For years, Chekwas Okorie has championed the cause for the restructuring of Nigeria. Chekwas has long posited that Nigeria as currently constituted is structured to fail. “Our desire for restructuring is predicated on the fact that the Nigeria of today is structured to fail,” he said in 2022.
During campaigns for the 2023 presidential elections, one or two candidates paid lip service to the issue of restructuring Nigeria. Yet, before the word restructuring became popular, Chekwas Okorie had started proffering the idea for 20 years.
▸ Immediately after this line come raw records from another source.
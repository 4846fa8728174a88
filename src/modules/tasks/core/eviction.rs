// Eviction policy for the capacity-bounded store.
//
// Purpose
// - Pick which tasks can be dropped when the store reaches its soft capacity.
//
// Responsibilities
// - Only completed tasks are candidates. Pending tasks are never selected, whatever the pressure.
// - Oldest-touched first: ascending updated_at, then ascending mutation sequence.
// - At most batch_size tasks per run. Fewer candidates means fewer removals, never an error.

use crate::modules::tasks::core::task::Task;
use std::num::NonZeroUsize;

#[derive(Debug, Clone, Copy, PartialEq, Eq)]
pub struct EvictionPolicy {
    batch_size: NonZeroUsize,
}

impl EvictionPolicy {
    pub fn new(batch_size: NonZeroUsize) -> Self {
        Self { batch_size }
    }

    /// Returns the ids to remove. Each item pairs a task with the store's
    /// mutation sequence for it, which orders tasks sharing an `updated_at`.
    pub fn select<'a, I>(&self, tasks: I) -> Vec<String>
    where
        I: IntoIterator<Item = (&'a Task, u64)>,
    {
        let mut candidates: Vec<(&Task, u64)> = tasks
            .into_iter()
            .filter(|(task, _)| task.completed)
            .collect();
        candidates.sort_by_key(|(task, touched)| (task.updated_at, *touched));
        candidates
            .into_iter()
            .take(self.batch_size.get())
            .map(|(task, _)| task.id.clone())
            .collect()
    }
}
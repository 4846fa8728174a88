use axum::{extract::State, http::StatusCode, response::IntoResponse};

use crate::shell::envelope::success;
use crate::shell::state::AppState;

pub async fn handle(State(state): State<AppState>) -> impl IntoResponse {
    success(StatusCode::OK, state.tasks.get_all().await)
}
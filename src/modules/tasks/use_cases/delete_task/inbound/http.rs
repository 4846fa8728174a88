use axum::{
    extract::{Path, State},
    http::StatusCode,
    response::{IntoResponse, Response},
};

use crate::shell::envelope::failure;
use crate::shell::state::AppState;

pub async fn handle(State(state): State<AppState>, Path(id): Path<String>) -> Response {
    if state.tasks.delete(&id).await {
        StatusCode::NO_CONTENT.into_response()
    } else {
        failure(StatusCode::NOT_FOUND, format!("task not found: {id}"))
    }
}
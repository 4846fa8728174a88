// Builder for the CreateTask command, pre-filled with the canonical "Buy milk" task.

use crate::modules::tasks::use_cases::create_task::command::CreateTask;

pub struct CreateTaskBuilder {
    inner: CreateTask,
}

impl Default for CreateTaskBuilder {
    fn default() -> Self {
        Self::new()
    }
}

#[allow(dead_code)]
impl CreateTaskBuilder {
    pub fn new() -> Self {
        Self {
            inner: CreateTask::new("Buy milk"),
        }
    }

    pub fn title(mut self, v: impl Into<String>) -> Self {
        self.inner.title = v.into();
        self
    }

    pub fn description(mut self, v: impl Into<String>) -> Self {
        self.inner.description = Some(v.into());
        self
    }

    pub fn build(self) -> CreateTask {
        self.inner
    }
}

#[cfg(test)]
mod create_task_builder_tests {
    use super::*;
    use rstest::rstest;

    #[rstest]
    fn default_delegates_to_new() {
        let built = CreateTaskBuilder::default().build();
        assert_eq!(built, CreateTask::new("Buy milk"));
    }

    #[rstest]
    fn setters_override_fields() {
        let built = CreateTaskBuilder::new()
            .title("Walk the dog")
            .description("before noon")
            .build();
        assert_eq!(
            built,
            CreateTask::new("Walk the dog").with_description("before noon")
        );
    }
}
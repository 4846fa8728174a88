// Deterministic test doubles and builders shared by the unit tests.

pub mod clock;
pub mod commands;
pub mod ids;
use crate::modules::tasks::core::task::Task;
use serde::Serialize;

/// Live counts over the store. Always recomputed from the records, never cached.
#[derive(Debug, Clone, Copy, Default, PartialEq, Eq, Serialize)]
pub struct TaskStats {
    pub total: usize,
    pub completed: usize,
    pub pending: usize,
}

impl TaskStats {
    pub fn tally<'a, I>(tasks: I) -> Self
    where
        I: IntoIterator<Item = &'a Task>,
    {
        let (total, completed) = tasks
            .into_iter()
            .fold((0, 0), |(total, completed), task| {
                (total + 1, completed + usize::from(task.completed))
            });
        Self {
            total,
            completed,
            pending: total - completed,
        }
    }
}
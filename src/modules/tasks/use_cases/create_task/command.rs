// Command data type for creating a task.
//
// Purpose
// - Express caller intent to track a new piece of work.
//
// Responsibilities
// - Carry raw input for the decider to validate. Be independent of the transport layer.

#[derive(Debug, Clone, PartialEq, Eq)]
pub struct CreateTask {
    pub title: String,
    pub description: Option<String>,
}

impl CreateTask {
    pub fn new(title: impl Into<String>) -> Self {
        Self {
            title: title.into(),
            description: None,
        }
    }

    pub fn with_description(mut self, description: impl Into<String>) -> Self {
        self.description = Some(description.into());
        self
    }
}
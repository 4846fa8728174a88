use axum::{extract::State, http::StatusCode, response::IntoResponse};

use crate::shell::envelope::success;
use crate::shell::state::AppState;

pub async fn handle(State(state): State<AppState>) -> impl IntoResponse {
    success(StatusCode::OK, state.tasks.stats().await)
}
// Runtime configuration read from the environment.
//
// Responsibilities
// - Hold the store's soft capacity and eviction batch size, both non-zero.
// - Hold the listen address of the HTTP shell.
// - Parse from any key lookup so tests do not have to touch the process environment.

use std::net::SocketAddr;
use std::num::NonZeroUsize;
use thiserror::Error;

pub const CAPACITY_VAR: &str = "TASK_STORE_CAPACITY";
pub const LEGACY_CAPACITY_VAR: &str = "MAX_TASKS";
pub const EVICTION_BATCH_SIZE_VAR: &str = "TASK_STORE_EVICTION_BATCH_SIZE";
pub const ADDR_VAR: &str = "TASK_STORE_ADDR";

const DEFAULT_CAPACITY: NonZeroUsize = NonZeroUsize::new(10_000).unwrap();
const DEFAULT_EVICTION_BATCH_SIZE: NonZeroUsize = NonZeroUsize::new(1_000).unwrap();
const DEFAULT_ADDR: &str = "0.0.0.0:8080";

#[derive(Debug, Error, PartialEq, Eq)]
pub enum ConfigError {
    #[error("{key} must be a positive integer, got {value:?}")]
    NotPositive { key: String, value: String },

    #[error("{key} must be a socket address, got {value:?}")]
    InvalidAddr { key: String, value: String },
}

#[derive(Debug, Clone, Copy, PartialEq, Eq)]
pub struct StoreConfig {
    /// Soft target. The store may stay above it when too few tasks are completed.
    pub capacity: NonZeroUsize,
    pub eviction_batch_size: NonZeroUsize,
}

impl Default for StoreConfig {
    fn default() -> Self {
        Self {
            capacity: DEFAULT_CAPACITY,
            eviction_batch_size: DEFAULT_EVICTION_BATCH_SIZE,
        }
    }
}

impl StoreConfig {
    pub fn new(capacity: usize, eviction_batch_size: usize) -> Result<Self, ConfigError> {
        Ok(Self {
            capacity: positive("capacity", &capacity.to_string())?,
            eviction_batch_size: positive("eviction_batch_size", &eviction_batch_size.to_string())?,
        })
    }

    pub fn with_capacity(mut self, capacity: NonZeroUsize) -> Self {
        self.capacity = capacity;
        self
    }

    pub fn with_eviction_batch_size(mut self, eviction_batch_size: NonZeroUsize) -> Self {
        self.eviction_batch_size = eviction_batch_size;
        self
    }

    pub fn from_env() -> Result<Self, ConfigError> {
        Self::from_lookup(|key| std::env::var(key).ok())
    }

    pub fn from_lookup<F>(lookup: F) -> Result<Self, ConfigError>
    where
        F: Fn(&str) -> Option<String>,
    {
        let mut config = Self::default();
        let capacity = lookup(CAPACITY_VAR)
            .map(|v| (CAPACITY_VAR, v))
            .or_else(|| lookup(LEGACY_CAPACITY_VAR).map(|v| (LEGACY_CAPACITY_VAR, v)));
        if let Some((key, value)) = capacity {
            config.capacity = positive(key, &value)?;
        }
        if let Some(value) = lookup(EVICTION_BATCH_SIZE_VAR) {
            config.eviction_batch_size = positive(EVICTION_BATCH_SIZE_VAR, &value)?;
        }
        Ok(config)
    }
}

#[derive(Debug, Clone, Copy, PartialEq, Eq)]
pub struct ShellConfig {
    pub addr: SocketAddr,
    pub store: StoreConfig,
}

impl ShellConfig {
    pub fn from_env() -> Result<Self, ConfigError> {
        Self::from_lookup(|key| std::env::var(key).ok())
    }

    pub fn from_lookup<F>(lookup: F) -> Result<Self, ConfigError>
    where
        F: Fn(&str) -> Option<String>,
    {
        let raw = lookup(ADDR_VAR).unwrap_or_else(|| DEFAULT_ADDR.to_string());
        let addr = raw.trim().parse().map_err(|_| ConfigError::InvalidAddr {
            key: ADDR_VAR.to_string(),
            value: raw.clone(),
        })?;
        Ok(Self {
            addr,
            store: StoreConfig::from_lookup(lookup)?,
        })
    }
}

fn positive(key: &str, value: &str) -> Result<NonZeroUsize, ConfigError> {
    value
        .trim()
        .parse::<NonZeroUsize>()
        .map_err(|_| ConfigError::NotPositive {
            key: key.to_string(),
            value: value.to_string(),
        })
}
// The task record and its field rules.
//
// Purpose
// - Define the single entity the store manages, in its wire shape.
//
// Responsibilities
// - Normalize titles and descriptions the same way on every write path.
// - Never perform input or output.

use serde::{Deserialize, Serialize};

#[derive(Debug, Clone, PartialEq, Eq, Serialize, Deserialize)]
#[serde(rename_all = "camelCase")]
pub struct Task {
    pub id: String,
    pub title: String,
    #[serde(default, skip_serializing_if = "Option::is_none")]
    pub description: Option<String>,
    pub completed: bool,
    pub created_at: i64,
    pub updated_at: i64,
    pub version: u64,
}

#[derive(Debug, Clone, thiserror::Error, PartialEq, Eq)]
pub enum ValidationError {
    #[error("title is required")]
    EmptyTitle,
}

/// Trims the title and rejects it when nothing is left.
pub fn normalize_title(title: &str) -> Result<String, ValidationError> {
    let trimmed = title.trim();
    if trimmed.is_empty() {
        return Err(ValidationError::EmptyTitle);
    }
    Ok(trimmed.to_string())
}

pub fn normalize_description(description: Option<&str>) -> Option<String> {
    description.map(|d| d.trim().to_string())
}
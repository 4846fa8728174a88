// Primitives the core needs from its environment.
//
// Purpose
// - Abstract the wall clock and the id source so the store stays deterministic under test.
//
// Responsibilities
// - Define the Clock and IdGenerator ports.
// - Provide the production implementations backed by chrono and uuid.

use chrono::Utc;
use uuid::Uuid;

/// Source of timestamps, in Unix epoch milliseconds.
pub trait Clock: Send + Sync {
    fn now_millis(&self) -> i64;
}

/// Source of record identifiers. Every call must return a value never handed out before.
pub trait IdGenerator: Send + Sync {
    fn next_id(&self) -> String;
}

#[derive(Debug, Default, Clone, Copy)]
pub struct SystemClock;

impl Clock for SystemClock {
    fn now_millis(&self) -> i64 {
        Utc::now().timestamp_millis()
    }
}

/// Time-ordered UUIDs, the same scheme used for stream ids elsewhere in the service.
#[derive(Debug, Default, Clone, Copy)]
pub struct UuidV7Generator;

impl IdGenerator for UuidV7Generator {
    fn next_id(&self) -> String {
        Uuid::now_v7().to_string()
    }
}
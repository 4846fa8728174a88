use crate::modules::tasks::core::ports::TaskStore;
use std::sync::Arc;

#[derive(Clone)]
pub struct AppState {
    pub tasks: Arc<dyn TaskStore>,
}

impl AppState {
    pub fn new(tasks: Arc<dyn TaskStore>) -> Self {
        Self { tasks }
    }
}
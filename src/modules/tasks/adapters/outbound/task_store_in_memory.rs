// In memory implementation of the TaskStore port.
//
// Purpose
// - Own the map of tasks for a single process. Nothing survives a restart.
//
// Responsibilities
// - Assign ids, versions and timestamps through the injected Clock and IdGenerator.
// - Serialize every mutation behind one write lock, eviction included.
// - Serve reads from a snapshot taken under the read lock.
// - Run the eviction policy before inserting into a store at or above its soft capacity.

use crate::config::StoreConfig;
use crate::modules::tasks::core::eviction::EvictionPolicy;
use crate::modules::tasks::core::ports::{TaskStore, TaskStoreError};
use crate::modules::tasks::core::stats::TaskStats;
use crate::modules::tasks::core::task::Task;
use crate::modules::tasks::use_cases::create_task::command::CreateTask;
use crate::modules::tasks::use_cases::create_task::decide::decide_create;
use crate::modules::tasks::use_cases::update_task::command::{ExpectedVersion, UpdateTask};
use crate::modules::tasks::use_cases::update_task::decide::{UpdateRejected, decide_update};
use crate::shared::core::primitives::{Clock, IdGenerator, SystemClock, UuidV7Generator};
use std::collections::HashMap;
use std::sync::Arc;
use tokio::sync::RwLock;
use tracing::{debug, info, warn};

struct StoredTask {
    task: Task,
    // Sequence number of the insert. Orders tasks created in the same millisecond.
    inserted: u64,
    // Sequence number of the last mutation. Orders eviction candidates with equal updated_at.
    touched: u64,
}

#[derive(Default)]
struct StoreState {
    tasks: HashMap<String, StoredTask>,
    sequence: u64,
}

pub struct InMemoryTaskStore {
    state: RwLock<StoreState>,
    capacity: usize,
    eviction: EvictionPolicy,
    clock: Arc<dyn Clock>,
    ids: Arc<dyn IdGenerator>,
}

impl Default for InMemoryTaskStore {
    fn default() -> Self {
        Self::new(StoreConfig::default())
    }
}

impl InMemoryTaskStore {
    pub fn new(config: StoreConfig) -> Self {
        Self::with_sources(config, Arc::new(SystemClock), Arc::new(UuidV7Generator))
    }

    pub fn with_sources(
        config: StoreConfig,
        clock: Arc<dyn Clock>,
        ids: Arc<dyn IdGenerator>,
    ) -> Self {
        Self {
            state: RwLock::new(StoreState::default()),
            capacity: config.capacity.get(),
            eviction: EvictionPolicy::new(config.eviction_batch_size),
            clock,
            ids,
        }
    }

    pub async fn len(&self) -> usize {
        self.state.read().await.tasks.len()
    }

    pub async fn is_empty(&self) -> bool {
        self.len().await == 0
    }

    fn evict_completed(&self, state: &mut StoreState) {
        let victims = self
            .eviction
            .select(state.tasks.values().map(|s| (&s.task, s.touched)));
        if victims.is_empty() {
            debug!(
                size = state.tasks.len(),
                capacity = self.capacity,
                "no completed tasks to evict"
            );
            return;
        }
        for id in &victims {
            state.tasks.remove(id);
        }

        info!(
            evicted = victims.len(),
            remaining = state.tasks.len(),
            "evicted completed tasks"
        );
        if state.tasks.len() >= self.capacity {
            warn!(
                size = state.tasks.len(),
                capacity = self.capacity,
                "store remains at or above capacity; too few completed tasks to evict"
            );
        }
    }
}

#[async_trait::async_trait]
impl TaskStore for InMemoryTaskStore {
    async fn create(&self, command: CreateTask) -> Result<Task, TaskStoreError> {
        let mut guard = self.state.write().await;
        let task = decide_create(command, self.ids.next_id(), self.clock.now_millis())?;

        if guard.tasks.len() >= self.capacity {
            self.evict_completed(&mut guard);
        }

        let state = &mut *guard;
        state.sequence += 1;
        state.tasks.insert(
            task.id.clone(),
            StoredTask {
                task: task.clone(),
                inserted: state.sequence,
                touched: state.sequence,
            },
        );
        debug!(task_id = %task.id, size = state.tasks.len(), "task created");
        Ok(task)
    }

    async fn get_by_id(&self, id: &str) -> Option<Task> {
        self.state.read().await.tasks.get(id).map(|s| s.task.clone())
    }

    async fn get_all(&self) -> Vec<Task> {
        let guard = self.state.read().await;
        let mut stored: Vec<&StoredTask> = guard.tasks.values().collect();
        stored.sort_by(|a, b| {
            b.task
                .created_at
                .cmp(&a.task.created_at)
                .then(b.inserted.cmp(&a.inserted))
        });
        stored.into_iter().map(|s| s.task.clone()).collect()
    }

    async fn update(
        &self,
        id: &str,
        command: UpdateTask,
        expected_version: ExpectedVersion,
    ) -> Result<Task, TaskStoreError> {
        let mut guard = self.state.write().await;
        let now = self.clock.now_millis();
        let state = &mut *guard;
        let stored = state
            .tasks
            .get_mut(id)
            .ok_or_else(|| TaskStoreError::NotFound { id: id.to_string() })?;

        let next = match decide_update(&stored.task, &command, expected_version, now) {
            Ok(next) => next,
            Err(rejected) => {
                if let UpdateRejected::VersionMismatch { expected, actual } = &rejected {
                    debug!(task_id = %id, expected, actual, "update rejected: version conflict");
                }
                return Err(rejected.into());
            }
        };

        state.sequence += 1;
        stored.task = next.clone();
        stored.touched = state.sequence;
        debug!(task_id = %id, version = next.version, "task updated");
        Ok(next)
    }

    async fn delete(&self, id: &str) -> bool {
        let removed = self.state.write().await.tasks.remove(id).is_some();
        debug!(task_id = %id, removed, "task delete");
        removed
    }

    async fn stats(&self) -> TaskStats {
        TaskStats::tally(self.state.read().await.tasks.values().map(|s| &s.task))
    }
}
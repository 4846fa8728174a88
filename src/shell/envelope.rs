// JSON envelope shared by every task endpoint.
//
// Responsibilities
// - Wrap payloads as { success, data?, error? }.
// - Translate store errors into status codes: validation 400, not found 404, conflict 409.

use axum::{
    Json,
    http::StatusCode,
    response::{IntoResponse, Response},
};
use serde::Serialize;

use crate::modules::tasks::core::ports::TaskStoreError;

#[derive(Debug, Serialize)]
pub struct ApiResponse<T> {
    pub success: bool,
    #[serde(skip_serializing_if = "Option::is_none")]
    pub data: Option<T>,
    #[serde(skip_serializing_if = "Option::is_none")]
    pub error: Option<String>,
}

pub fn success<T: Serialize>(status: StatusCode, data: T) -> Response {
    let body = ApiResponse {
        success: true,
        data: Some(data),
        error: None,
    };
    (status, Json(body)).into_response()
}

pub fn failure(status: StatusCode, message: impl Into<String>) -> Response {
    let body: ApiResponse<()> = ApiResponse {
        success: false,
        data: None,
        error: Some(message.into()),
    };
    (status, Json(body)).into_response()
}

pub fn store_error(err: TaskStoreError) -> Response {
    let status = match &err {
        TaskStoreError::Validation(_) => StatusCode::BAD_REQUEST,
        TaskStoreError::NotFound { .. } => StatusCode::NOT_FOUND,
        TaskStoreError::Conflict { .. } => StatusCode::CONFLICT,
    };
    failure(status, err.to_string())
}
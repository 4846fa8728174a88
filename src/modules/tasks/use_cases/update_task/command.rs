// Command data type for a partial task update.
//
// Purpose
// - Express which fields the caller wants to change, and on which version the change is based.
//
// Responsibilities
// - Absent fields mean "keep the stored value".
// - The expected version is always stated explicitly. Skipping conflict detection is a
//   deliberate choice of ExpectedVersion::Any, never a default.

#[derive(Debug, Clone, Default, PartialEq, Eq)]
pub struct UpdateTask {
    pub title: Option<String>,
    pub description: Option<String>,
    pub completed: Option<bool>,
}

impl UpdateTask {
    pub fn new() -> Self {
        Self::default()
    }

    pub fn title(mut self, title: impl Into<String>) -> Self {
        self.title = Some(title.into());
        self
    }

    pub fn description(mut self, description: impl Into<String>) -> Self {
        self.description = Some(description.into());
        self
    }

    pub fn completed(mut self, completed: bool) -> Self {
        self.completed = Some(completed);
        self
    }
}

#[derive(Debug, Clone, Copy, PartialEq, Eq)]
pub enum ExpectedVersion {
    /// Last writer wins.
    Any,
    /// Reject the update unless the stored version matches.
    Exact(u64),
}

impl From<Option<u64>> for ExpectedVersion {
    fn from(version: Option<u64>) -> Self {
        version.map_or(ExpectedVersion::Any, ExpectedVersion::Exact)
    }
}
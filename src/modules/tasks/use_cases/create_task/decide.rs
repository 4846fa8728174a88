// Pure decision function for task creation.
//
// Responsibilities
// - Validate the command and produce the first version of the task.
// - The caller supplies the id and the time. Never perform input or output.

use crate::modules::tasks::core::task::{
    Task, ValidationError, normalize_description, normalize_title,
};
use crate::modules::tasks::use_cases::create_task::command::CreateTask;

pub fn decide_create(command: CreateTask, id: String, now: i64) -> Result<Task, ValidationError> {
    let title = normalize_title(&command.title)?;
    Ok(Task {
        id,
        title,
        description: normalize_description(command.description.as_deref()),
        completed: false,
        created_at: now,
        updated_at: now,
        version: 1,
    })
}

#[cfg(test)]
mod create_task_decide_tests {
    use super::*;
    use crate::tests::fixtures::commands::CreateTaskBuilder;
    use rstest::{fixture, rstest};

    const NOW: i64 = 1_700_000_000_000;

    #[fixture]
    fn command() -> CreateTask {
        CreateTaskBuilder::new().build()
    }

    #[rstest]
    fn it_should_decide_the_first_version_of_the_task(command: CreateTask) {
        let task = decide_create(command, "task-0001".into(), NOW).expect("decide failed");
        assert_eq!(task.id, "task-0001");
        assert_eq!(task.title, "Buy milk");
        assert_eq!(task.version, 1);
        assert!(!task.completed);
        assert_eq!(task.created_at, NOW);
        assert_eq!(task.updated_at, NOW);
    }

    #[rstest]
    fn it_should_trim_title_and_description() {
        let command = CreateTaskBuilder::new()
            .title("  Buy milk  ")
            .description("  two litres ")
            .build();
        let task = decide_create(command, "task-0001".into(), NOW).unwrap();
        assert_eq!(task.title, "Buy milk");
        assert_eq!(task.description.as_deref(), Some("two litres"));
    }

    #[rstest]
    fn it_should_reject_a_whitespace_only_title() {
        let command = CreateTaskBuilder::new().title(" \t ").build();
        let decision = decide_create(command, "task-0001".into(), NOW);
        assert_eq!(decision, Err(ValidationError::EmptyTitle));
    }
}
//! Composite reconciliation for graph updates.
//!
//! Existing composite rows are matched against the requested ones by natural
//! key (the endpoint that is not the graph's own record). Matched rows keep
//! their identifier and `created_at`.

use std::{collections::HashMap, hash::Hash};

/// The writes needed to turn one set of composite rows into another.
#[derive(Debug)]
pub struct Reconciliation<E, D> {
  /// Rows whose key is gone from the form; delete them.
  pub stale:   Vec<E>,
  /// Rows present on both sides with identical scalars; leave them alone.
  pub kept:    Vec<E>,
  /// Rows present on both sides whose scalars differ; update in place.
  pub changed: Vec<(E, D)>,
  /// Requested rows with no existing counterpart; insert them.
  pub added:   Vec<D>,
}

impl<E, D> Reconciliation<E, D> {
  pub fn trace(&self, composite: &'static str) {
    tracing::debug!(
      composite,
      stale = self.stale.len(),
      kept = self.kept.len(),
      changed = self.changed.len(),
      added = self.added.len(),
      "reconciled composites"
    );
  }
}

/// Plan the writes turning `existing` into `desired`.
///
/// A key repeated in `desired` is matched at most once; later repeats land in
/// `added` and are left for the UNIQUE constraint to reject.
pub fn reconcile<K, E, D>(
  existing: Vec<E>,
  desired: Vec<D>,
  existing_key: impl Fn(&E) -> K,
  desired_key: impl Fn(&D) -> K,
  unchanged: impl Fn(&E, &D) -> bool,
) -> Reconciliation<E, D>
where
  K: Eq + Hash,
{
  let index: HashMap<K, usize> = existing
    .iter()
    .enumerate()
    .map(|(i, e)| (existing_key(e), i))
    .collect();
  let mut slots: Vec<Option<E>> = existing.into_iter().map(Some).collect();

  let mut kept = Vec::new();
  let mut changed = Vec::new();
  let mut added = Vec::new();

  for d in desired {
    match index.get(&desired_key(&d)).and_then(|&i| slots[i].take()) {
      Some(e) if unchanged(&e, &d) => kept.push(e),
      Some(e) => changed.push((e, d)),
      None => added.push(d),
    }
  }

  Reconciliation {
    stale: slots.into_iter().flatten().collect(),
    kept,
    changed,
    added,
  }
}
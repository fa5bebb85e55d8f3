//! Row-level graph operations, one [`GraphFamily`](crate::coordinator::GraphFamily)
//! per entity family.
//!
//! Each family reads its rows into `Raw*` structs of plain column values and
//! converts them afterwards, so decoding failures surface as store errors
//! rather than rusqlite ones.

use rusqlite::{Connection, OptionalExtension};
use uuid::Uuid;

use crate::{
  Error, Result,
  encode::{decode_uuid, encode_uuid},
};

mod action;
mod goal;
mod measure;
mod term;
mod value;

pub use action::ActionFamily;
pub use goal::GoalFamily;
pub use measure::MeasureFamily;
pub use term::TimePeriodFamily;
pub use value::ValueFamily;

/// Follow a basic's foreign key to its abstraction, or fail with
/// [`Error::NotFound`] naming `entity`.
fn abstraction_of(
  conn: &Connection,
  table: &str,
  column: &str,
  entity: &'static str,
  id: Uuid,
) -> Result<Uuid> {
  let raw: Option<String> = conn
    .query_row(
      &format!("SELECT {column} FROM {table} WHERE id = ?1"),
      rusqlite::params![encode_uuid(id)],
      |row| row.get(0),
    )
    .optional()?;
  match raw {
    Some(s) => decode_uuid(&s),
    None => Err(Error::not_found(entity, id)),
  }
}

/// An UPDATE or DELETE of a graph's root row touched nothing.
fn require_row(affected: usize, entity: &'static str, id: Uuid) -> Result<()> {
  if affected == 0 { Err(Error::not_found(entity, id)) } else { Ok(()) }
}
He talked about state and community policing as an essential ingredient for an effective security architecture. “An effective security architecture that can guarantee the safety of lives and property of our people must be predicated on state and community policing.”
On another occasion, he said: “I have traversed the length and breadth of Nigeria at least 15 times. I know that the problem of Nigerians in Kaltungu is not different from their compatriots in Birnin Kebbi. The woman in Azare desires the same thing as her counterpart in Azumini. Our people are suffering from a long era of low expectations, unfulfilled dreams, abandoned ambitions, and hopelessness. Nigeria must restructure to allow Nigerians of all nationalities to pursue their God-given gifts and aspirations”
A boy who was born in Alayi on the 19th of March, 1953 became a prince seven years later. From St. Michael’s Primary School in Umuahia to Joseph’s Catholic School, Alayi, his march to being a man began. The journey to adulthood continued at Annunciation Secondary School, Isuikwuato. By the time he became an undergraduate at the University of Nigeria, he had become a gift to Ndigbo as their messenger.
Chekwas Okorie is also described as a man ahead of his time. I agree. But after the debacle of the 2023 elections which has moved Nigeria further down the precipice, it is now my considered opinion that, here, is a man-made for this time. Alayi’s gift to Ndigbo is today’s man for Nigeria.